Top of Data for processing
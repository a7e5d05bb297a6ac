//! Snapshot stream integrity
//!
//! A client that applies every delta it receives onto the full state it
//! was first sent must end up holding exactly what a fresh full snapshot
//! would give it. These tests play real games through the processor and
//! keep such a client state per viewer the whole way.

use serde_json::Value;
use similar_asserts::assert_eq;

use chainforge::core::{BlueprintId, GameEvent, PlayerId, PlayerName};
use chainforge::game::{
    apply_state_delta, Command, CommandAction, CommandProcessor, Game, GameConfig,
    InteractionAnswer, SnapshotService, SnapshotUpdate, UpdateKind, VerbosityLevel,
};

fn started_game(seed: u64) -> Game {
    let mut game = Game::new(
        GameConfig {
            seed,
            ..GameConfig::default()
        },
        [PlayerName::new("ada"), PlayerName::new("brom")],
        [
            BlueprintId::new("pyre_warden"),
            BlueprintId::new("tide_caller"),
        ],
    )
    .unwrap();
    game.logger.set_verbosity(VerbosityLevel::Silent);
    let [p0, p1] = game.player_ids();
    for _ in 0..12 {
        game.add_deck_card(p0, &BlueprintId::new("ember_whelp"))
            .unwrap();
        game.add_deck_card(p1, &BlueprintId::new("stone_bulwark"))
            .unwrap();
    }
    game.start().unwrap();
    game
}

/// Fold a batch of updates into per-viewer client state. Full states
/// (recognizable by the always-present `config` field) replace what the
/// client holds; anything else is a delta applied in place.
fn absorb(ids: [PlayerId; 2], held: &mut [Value; 2], updates: &[SnapshotUpdate]) {
    for update in updates {
        assert_eq!(update.kind, UpdateKind::State);
        let idx = (update.viewer == ids[1]) as usize;
        if update.state.get("config").is_some() {
            held[idx] = update.state.clone();
        } else {
            apply_state_delta(&mut held[idx], &update.state).unwrap();
        }
    }
}

/// Submit one command, assert it executed, and fold its updates in.
fn drive(processor: &mut CommandProcessor, held: &mut [Value; 2], command: Command) {
    let ids = processor.game().player_ids();
    let before = processor.history().len();
    let updates = processor.submit(command).unwrap();
    assert_eq!(
        processor.history().len(),
        before + 1,
        "command was rejected"
    );
    absorb(ids, held, &updates);
}

fn entities(state: &Value) -> &serde_json::Map<String, Value> {
    state["entities"].as_object().unwrap()
}

#[test]
fn test_client_state_tracks_a_full_scripted_game() {
    let mut processor = CommandProcessor::new(started_game(50));
    let ids = processor.game().player_ids();
    let [p0, p1] = ids;
    let mut held: [Value; 2] = [Value::Null, Value::Null];

    absorb(ids, &mut held, &processor.sync().unwrap());
    assert!(held[0].get("config").is_some());
    assert!(held[1].get("config").is_some());

    // Ramp to two mana.
    drive(&mut processor, &mut held, Command::new(p0, CommandAction::EndTurn));
    drive(&mut processor, &mut held, Command::new(p1, CommandAction::EndTurn));

    // Summon into a chosen slot, passing the chain through.
    let first_minion = processor.game().board.side(p0).unwrap().hand.peek_top(1)[0];
    drive(
        &mut processor,
        &mut held,
        Command::new(
            p0,
            CommandAction::PlayCard {
                card: first_minion,
                slot: Some(0),
                targets: Vec::new(),
            },
        ),
    );
    drive(&mut processor, &mut held, Command::new(p1, CommandAction::PassChain));
    drive(&mut processor, &mut held, Command::new(p0, CommandAction::PassChain));
    assert_eq!(
        processor.game().board.side(p0).unwrap().slots[0],
        Some(first_minion)
    );

    // Attack the enemy hero through the response window.
    let enemy_hero = processor.game().player(p1).unwrap().hero;
    drive(
        &mut processor,
        &mut held,
        Command::new(p0, CommandAction::DeclareAttacker { attacker: first_minion }),
    );
    drive(
        &mut processor,
        &mut held,
        Command::new(p0, CommandAction::DeclareAttackTarget { target: enemy_hero }),
    );
    drive(&mut processor, &mut held, Command::new(p1, CommandAction::PassChain));
    drive(&mut processor, &mut held, Command::new(p0, CommandAction::PassChain));

    // Another turn cycle, then a play that pauses on slot selection.
    drive(&mut processor, &mut held, Command::new(p0, CommandAction::EndTurn));
    drive(&mut processor, &mut held, Command::new(p1, CommandAction::EndTurn));
    let second_minion = processor.game().board.side(p0).unwrap().hand.peek_top(1)[0];
    drive(
        &mut processor,
        &mut held,
        Command::new(
            p0,
            CommandAction::PlayCard {
                card: second_minion,
                slot: None,
                targets: Vec::new(),
            },
        ),
    );
    assert!(processor.is_suspended());
    drive(
        &mut processor,
        &mut held,
        Command::new(
            p0,
            CommandAction::InteractionCommit {
                answer: InteractionAnswer::Slot { slot: 4 },
            },
        ),
    );
    drive(&mut processor, &mut held, Command::new(p1, CommandAction::PassChain));
    drive(&mut processor, &mut held, Command::new(p0, CommandAction::PassChain));
    assert_eq!(
        processor.game().board.side(p0).unwrap().slots[4],
        Some(second_minion)
    );

    // Every viewer's accumulated state equals a from-scratch snapshot.
    let mut fresh = SnapshotService::new(ids);
    let full = fresh.take_snapshot(processor.game()).unwrap();
    assert_eq!(full.len(), 2);
    for update in &full {
        let idx = (update.viewer == ids[1]) as usize;
        assert_eq!(held[idx], update.state);
    }
}

#[test]
fn test_rejection_resync_keeps_the_client_consistent() {
    let mut processor = CommandProcessor::new(started_game(51));
    let ids = processor.game().player_ids();
    let [p0, p1] = ids;
    let mut held: [Value; 2] = [Value::Null, Value::Null];

    absorb(ids, &mut held, &processor.sync().unwrap());
    drive(&mut processor, &mut held, Command::new(p0, CommandAction::EndTurn));

    // Out-of-turn command: rejected, every viewer is resynced in full.
    let updates = processor
        .submit(Command::new(p0, CommandAction::EndTurn))
        .unwrap();
    assert_eq!(processor.history().len(), 1);
    assert!(updates.iter().all(|u| u.state.get("config").is_some()));
    assert!(updates
        .iter()
        .flat_map(|u| &u.events)
        .any(|e| matches!(e, GameEvent::CommandRejected { .. })));
    absorb(ids, &mut held, &updates);

    // Play continues and the client stays in lockstep.
    drive(&mut processor, &mut held, Command::new(p1, CommandAction::EndTurn));
    let mut fresh = SnapshotService::new(ids);
    for update in &fresh.take_snapshot(processor.game()).unwrap() {
        let idx = (update.viewer == ids[1]) as usize;
        assert_eq!(held[idx], update.state);
    }
}

#[test]
fn test_opponent_hand_stays_redacted_while_own_hand_is_not() {
    let mut processor = CommandProcessor::new(started_game(52));
    let ids = processor.game().player_ids();
    let [p0, p1] = ids;
    let mut held: [Value; 2] = [Value::Null, Value::Null];
    absorb(ids, &mut held, &processor.sync().unwrap());

    let own_hand = processor.game().board.side(p0).unwrap().hand.peek_top(1)[0];
    let their_hand = processor.game().board.side(p1).unwrap().hand.peek_top(1)[0];

    assert!(entities(&held[0]).contains_key(&own_hand.to_string()));
    assert!(!entities(&held[0]).contains_key(&their_hand.to_string()));
    // The other seat sees the mirror image.
    assert!(entities(&held[1]).contains_key(&their_hand.to_string()));
    assert!(!entities(&held[1]).contains_key(&own_hand.to_string()));
}

#[test]
fn test_a_revealed_card_stays_visible_after_rehiding() {
    let mut game = started_game(53);
    let ids = game.player_ids();
    let [p0, p1] = ids;
    let mut service = SnapshotService::new(ids);

    let first = service.take_snapshot(&game).unwrap();
    let mut held = first.iter().find(|u| u.viewer == p0).unwrap().state.clone();

    // A card deep in the opponent's deck is nowhere in p0's view.
    let hidden = game.board.side(p1).unwrap().deck.peek_top(1)[0];
    assert!(!entities(&held).contains_key(&hidden.to_string()));

    // An effect shows it to p0. Only p0's channel has anything new.
    game.events.push(GameEvent::CardRevealed {
        card: hidden,
        to: p0,
    });
    let updates = service.take_snapshot(&game).unwrap();
    assert_eq!(updates.len(), 1);
    assert_eq!(updates[0].viewer, p0);
    apply_state_delta(&mut held, &updates[0].state).unwrap();
    assert!(entities(&held).contains_key(&hidden.to_string()));

    // The card is still sitting in the opponent's deck, a hidden zone,
    // yet later updates keep it in view: visibility never shrinks.
    game.draw_card(p0).unwrap();
    for update in &service.take_snapshot(&game).unwrap() {
        if update.viewer == p0 {
            apply_state_delta(&mut held, &update.state).unwrap();
        }
    }
    assert!(game.board.side(p1).unwrap().deck.contains(hidden));
    assert!(entities(&held).contains_key(&hidden.to_string()));
}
Bottom of Data for processing
= What to produce =
Write out each line of the data that holds the string "SnapshotUpdate".

= Solution to the exercise =
    InteractionAnswer, SnapshotService, SnapshotUpdate, UpdateKind, VerbosityLevel,
fn absorb(ids: [PlayerId; 2], held: &mut [Value; 2], updates: &[SnapshotUpdate]) {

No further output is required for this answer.